April 2, 2024 at 01:51AM
TA558, a threat actor targeting the Latin America region, has launched a large-scale phishing campaign to deploy Venom RAT. Primarily focusing on hotel, travel, trading, financial, manufacturing, industrial, and government sectors in multiple countries, it aims to harvest sensitive data and remotely control systems. Additionally, malvertising campaigns delivering malware are on the rise, with groups like ScamClub shifting focus to video malvertising attacks.
Key takeaways from the meeting notes:
– The threat actor TA558 is attributed to a new phishing campaign targeting multiple sectors in Latin America, aiming to deploy Venom RAT.

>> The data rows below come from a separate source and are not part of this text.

// =============================================================================
// Symphony parser — phase two: raw wire shapes into the typed tree
// =============================================================================
//
// Parsing is total over the wire format: every unknown discriminator, missing
// required field, or malformed number is an `EngineError::Parse`. Structural
// rules (child counts, bounds, weight sums) are the validator's job, not
// ours — a tree that parses may still fail validation.
// =============================================================================

use rust_decimal::prelude::FromPrimitive;
use rust_decimal::Decimal;

use crate::error::{EngineError, Result};
use crate::symphony::schema::{NumOrStr, RawFnParams, RawRebalance, RawStep, RawWeight};
use crate::symphony::tree::{
    Comparator, Condition, MetricFn, MetricRef, Operand, Selector, StepKind, StepNode,
    StrategyTree, Weight,
};
use crate::types::{Frequency, RebalancePolicy};

// ---------------------------------------------------------------------------
// Entry points
// ---------------------------------------------------------------------------

/// Parse a symphony from its JSON text.
pub fn parse_str(json: &str) -> Result<StrategyTree> {
    let raw: RawStep =
        serde_json::from_str(json).map_err(|e| EngineError::Parse(format!("invalid JSON: {e}")))?;
    parse_root(raw)
}

/// Parse a symphony from an already-decoded JSON value.
pub fn parse_value(value: &serde_json::Value) -> Result<StrategyTree> {
    let raw: RawStep = serde_json::from_value(value.clone())
        .map_err(|e| EngineError::Parse(format!("invalid JSON shape: {e}")))?;
    parse_root(raw)
}

/// Serialise a typed tree back to wire JSON. Key order is not preserved;
/// reparsing yields an equal tree.
pub fn serialize(tree: &StrategyTree) -> String {
    // RawStep serialisation cannot fail: it contains only strings/numbers.
    serde_json::to_string(&to_raw(tree)).unwrap_or_default()
}

// ---------------------------------------------------------------------------
// Raw -> typed
// ---------------------------------------------------------------------------

fn parse_root(raw: RawStep) -> Result<StrategyTree> {
    if raw.step != "root" {
        return Err(EngineError::Parse(format!(
            "top-level step must be 'root', got '{}'",
            raw.step
        )));
    }

    let name = raw
        .name
        .clone()
        .ok_or_else(|| EngineError::Parse("root step missing 'name'".into()))?;

    let rebalance = match &raw.rebalance {
        Some(RawRebalance::Frequency(token)) => Frequency::from_token(token)
            .map(RebalancePolicy::Frequency)
            .ok_or_else(|| EngineError::Parse(format!("unknown rebalance token '{token}'")))?,
        Some(RawRebalance::Threshold { corridor_width }) => {
            let corridor = Decimal::from_f64(*corridor_width).ok_or_else(|| {
                EngineError::Parse(format!("corridor-width {corridor_width} is not representable"))
            })?;
            RebalancePolicy::Threshold { corridor }
        }
        None => return Err(EngineError::Parse("root step missing 'rebalance'".into())),
    };

    let children = raw
        .children
        .iter()
        .map(parse_step)
        .collect::<Result<Vec<_>>>()?;

    Ok(StrategyTree {
        id: raw.id,
        name,
        description: raw.description,
        rebalance,
        children,
    })
}

fn parse_step(raw: &RawStep) -> Result<StepNode> {
    let kind = match raw.step.as_str() {
        "asset" => parse_asset(raw)?,
        "group" => StepKind::Group,
        "if" => StepKind::If,
        "if-child" => parse_if_branch(raw)?,
        "filter" => parse_filter(raw)?,
        "wt-cash-equal" => StepKind::WeightEqual { window_days: parse_window_days(raw)? },
        "wt-cash-specified" => StepKind::WeightSpecified { window_days: parse_window_days(raw)? },
        "wt-inverse-vol" => StepKind::WeightInverseVol { window_days: parse_window_days(raw)? },
        "wt-market-cap" => StepKind::WeightMarketCap { window_days: parse_window_days(raw)? },
        "wt-risk-parity" => StepKind::WeightRiskParity { window_days: parse_window_days(raw)? },
        other => {
            return Err(EngineError::Parse(format!(
                "unknown step type '{other}' (id {})",
                raw.id
            )))
        }
    };

    let children = raw
        .children
        .iter()
        .map(parse_step)
        .collect::<Result<Vec<_>>>()?;

    Ok(StepNode {
        id: raw.id.clone(),
        name: raw.name.clone(),
        kind,
        children,
    })
}

fn parse_asset(raw: &RawStep) -> Result<StepKind> {
    let ticker = raw
        .ticker
        .clone()
        .ok_or_else(|| EngineError::Parse(format!("asset step {} missing 'ticker'", raw.id)))?;
    let exchange = raw
        .exchange
        .clone()
        .ok_or_else(|| EngineError::Parse(format!("asset step {} missing 'exchange'", raw.id)))?;
    let label = raw.name.clone().unwrap_or_else(|| ticker.clone());

    let weight = match &raw.weight {
        Some(RawWeight { num, den }) => {
            let num = num.as_i64().ok_or_else(|| {
                EngineError::Parse(format!("asset step {} has non-integer weight numerator", raw.id))
            })?;
            Some(Weight { num, den: *den })
        }
        None => None,
    };

    Ok(StepKind::Asset { ticker, exchange, label, weight })
}

fn parse_if_branch(raw: &RawStep) -> Result<StepKind> {
    let is_else = raw.is_else_condition.ok_or_else(|| {
        EngineError::Parse(format!("if-child step {} missing 'is-else-condition?'", raw.id))
    })?;

    if is_else {
        return Ok(StepKind::IfBranch { is_else: true, condition: None });
    }

    let lhs_fn = require_metric_token(raw.lhs_fn.as_deref(), &raw.id, "lhs-fn")?;
    let lhs_ticker = raw
        .lhs_val
        .clone()
        .ok_or_else(|| EngineError::Parse(format!("if-child step {} missing 'lhs-val'", raw.id)))?;
    let lhs = metric_ref(lhs_fn, raw.lhs_fn_params.as_ref(), lhs_ticker, &raw.id)?;

    let cmp_token = raw
        .comparator
        .as_deref()
        .ok_or_else(|| EngineError::Parse(format!("if-child step {} missing 'comparator'", raw.id)))?;
    let cmp = Comparator::from_token(cmp_token)
        .ok_or_else(|| EngineError::Parse(format!("unknown comparator '{cmp_token}'")))?;

    let fixed = raw.rhs_fixed_value.unwrap_or(raw.rhs_fn.is_none());
    let rhs = if fixed {
        let text = raw.rhs_val.as_deref().ok_or_else(|| {
            EngineError::Parse(format!("if-child step {} missing fixed 'rhs-val'", raw.id))
        })?;
        let value: f64 = text.trim().parse().map_err(|_| {
            EngineError::Parse(format!("if-child step {}: rhs-val '{text}' is not numeric", raw.id))
        })?;
        Operand::Literal(value)
    } else {
        let rhs_fn = require_metric_token(raw.rhs_fn.as_deref(), &raw.id, "rhs-fn")?;
        let rhs_ticker = raw.rhs_val.clone().ok_or_else(|| {
            EngineError::Parse(format!("if-child step {} missing 'rhs-val'", raw.id))
        })?;
        Operand::Metric(metric_ref(rhs_fn, raw.rhs_fn_params.as_ref(), rhs_ticker, &raw.id)?)
    };

    Ok(StepKind::IfBranch {
        is_else: false,
        condition: Some(Condition { lhs, cmp, rhs }),
    })
}

fn parse_filter(raw: &RawStep) -> Result<StepKind> {
    let sort_token = raw
        .sort_by_fn
        .as_deref()
        .ok_or_else(|| EngineError::Parse(format!("filter step {} missing 'sort-by-fn'", raw.id)))?;
    let sort_fn = MetricFn::from_token(sort_token)
        .ok_or_else(|| EngineError::Parse(format!("unknown metric '{sort_token}'")))?;

    let (window, benchmark) = params_window_benchmark(sort_fn, raw.sort_by_fn_params.as_ref(), &raw.id)?;

    let select_token = raw
        .select_fn
        .as_deref()
        .ok_or_else(|| EngineError::Parse(format!("filter step {} missing 'select-fn'", raw.id)))?;
    let selector = Selector::from_token(select_token)
        .ok_or_else(|| EngineError::Parse(format!("unknown selector '{select_token}'")))?;

    let take = match &raw.select_n {
        None => None,
        Some(n) => {
            if n.as_str() == Some("all") {
                None
            } else {
                let v = n.as_i64().ok_or_else(|| {
                    EngineError::Parse(format!("filter step {}: select-n must be an integer or 'all'", raw.id))
                })?;
                if v < 0 {
                    return Err(EngineError::Parse(format!(
                        "filter step {}: select-n must be non-negative",
                        raw.id
                    )));
                }
                Some(v as usize)
            }
        }
    };

    Ok(StepKind::Filter { sort_fn, window, benchmark, selector, take })
}

fn parse_window_days(raw: &RawStep) -> Result<Option<u32>> {
    match &raw.window_days {
        None => Ok(None),
        Some(n) => {
            let v = n.as_i64().ok_or_else(|| {
                EngineError::Parse(format!("step {}: window-days must be an integer", raw.id))
            })?;
            if v < 0 {
                return Err(EngineError::Parse(format!(
                    "step {}: window-days must be non-negative",
                    raw.id
                )));
            }
            Ok(Some(v as u32))
        }
    }
}

fn require_metric_token(token: Option<&str>, id: &str, field: &str) -> Result<MetricFn> {
    let token =
        token.ok_or_else(|| EngineError::Parse(format!("if-child step {id} missing '{field}'")))?;
    MetricFn::from_token(token)
        .ok_or_else(|| EngineError::Parse(format!("unknown metric '{token}'")))
}

fn metric_ref(
    func: MetricFn,
    params: Option<&RawFnParams>,
    ticker: String,
    id: &str,
) -> Result<MetricRef> {
    let (window, benchmark) = params_window_benchmark(func, params, id)?;
    Ok(MetricRef { func, window, ticker, benchmark })
}

fn params_window_benchmark(
    func: MetricFn,
    params: Option<&RawFnParams>,
    id: &str,
) -> Result<(u32, Option<String>)> {
    let window = match params.and_then(|p| p.window.as_ref()) {
        None => func.default_window(),
        Some(n) => {
            let v = n
                .as_i64()
                .ok_or_else(|| EngineError::Parse(format!("step {id}: window must be an integer")))?;
            if v < 0 {
                return Err(EngineError::Parse(format!("step {id}: window must be non-negative")));
            }
            v as u32
        }
    };
    let benchmark = params.and_then(|p| p.benchmark.clone());
    Ok((window, benchmark))
}

// ---------------------------------------------------------------------------
// Typed -> raw
// ---------------------------------------------------------------------------

/// Reconstruct the wire shape of a typed tree.
pub fn to_raw(tree: &StrategyTree) -> RawStep {
    let mut root = RawStep::bare(tree.id.clone(), "root");
    root.name = Some(tree.name.clone());
    root.description = tree.description.clone();
    root.rebalance = Some(match &tree.rebalance {
        RebalancePolicy::Frequency(f) => RawRebalance::Frequency(f.token().to_string()),
        RebalancePolicy::Threshold { corridor } => RawRebalance::Threshold {
            corridor_width: corridor.to_string().parse().unwrap_or(0.0),
        },
    });
    root.children = tree.children.iter().map(step_to_raw).collect();
    root
}

fn step_to_raw(node: &StepNode) -> RawStep {
    let mut raw = RawStep::bare(node.id.clone(), node.kind.token());
    raw.name = node.name.clone();

    match &node.kind {
        StepKind::Asset { ticker, exchange, label, weight } => {
            raw.ticker = Some(ticker.clone());
            raw.exchange = Some(exchange.clone());
            raw.name = Some(label.clone());
            raw.weight = weight.map(|w| RawWeight { num: NumOrStr::Int(w.num), den: w.den });
        }
        StepKind::Group | StepKind::If => {}
        StepKind::IfBranch { is_else, condition } => {
            raw.is_else_condition = Some(*is_else);
            if let Some(cond) = condition {
                raw.lhs_fn = Some(cond.lhs.func.token().to_string());
                raw.lhs_fn_params = Some(RawFnParams {
                    window: Some(NumOrStr::Int(cond.lhs.window as i64)),
                    benchmark: cond.lhs.benchmark.clone(),
                });
                raw.lhs_val = Some(cond.lhs.ticker.clone());
                raw.comparator = Some(cond.cmp.token().to_string());
                match &cond.rhs {
                    Operand::Literal(v) => {
                        raw.rhs_val = Some(format_literal(*v));
                        raw.rhs_fixed_value = Some(true);
                    }
                    Operand::Metric(m) => {
                        raw.rhs_fn = Some(m.func.token().to_string());
                        raw.rhs_fn_params = Some(RawFnParams {
                            window: Some(NumOrStr::Int(m.window as i64)),
                            benchmark: m.benchmark.clone(),
                        });
                        raw.rhs_val = Some(m.ticker.clone());
                        raw.rhs_fixed_value = Some(false);
                    }
                }
            }
        }
        StepKind::Filter { sort_fn, window, benchmark, selector, take } => {
            raw.sort_by_fn = Some(sort_fn.token().to_string());
            raw.sort_by_fn_params = Some(RawFnParams {
                window: Some(NumOrStr::Int(*window as i64)),
                benchmark: benchmark.clone(),
            });
            raw.select_fn = Some(selector.token().to_string());
            raw.select_n = Some(match take {
                Some(n) => NumOrStr::Int(*n as i64),
                None => NumOrStr::Str("all".into()),
            });
        }
        StepKind::WeightEqual { window_days }
        | StepKind::WeightSpecified { window_days }
        | StepKind::WeightInverseVol { window_days }
        | StepKind::WeightMarketCap { window_days }
        | StepKind::WeightRiskParity { window_days } => {
            raw.window_days = window_days.map(|w| NumOrStr::Int(w as i64));
        }
    }

    raw.children = node.children.iter().map(step_to_raw).collect();
    raw
}

/// Render a literal without trailing `.0` noise so integers survive a
/// round trip textually unchanged.
fn format_literal(v: f64) -> String {
    if v.fract() == 0.0 && v.abs() < i64::MAX as f64 {
        format!("{}", v as i64)
    } else {
        format!("{v}")
    }
}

– TA558 has been active since at least 2018 and has a history of delivering malware in the LATAM region.
– The latest infection chain involves phishing emails to drop Venom RAT, which can harvest sensitive data and control systems remotely.
– Threat actors are increasingly using DarkGate malware loader after the takedown of QakBot to target financial institutions in Europe and the U.S.
– Ransomware groups are utilizing DarkGate to create a foothold and deploy various malware in corporate networks.
– Malvertising campaigns are delivering malware like FakeUpdates, Nitrogen, and Rhadamanthys, with a focus on video malvertising assaults, targeting users in the U.S., Canada, the U.K., Germany, and Malaysia.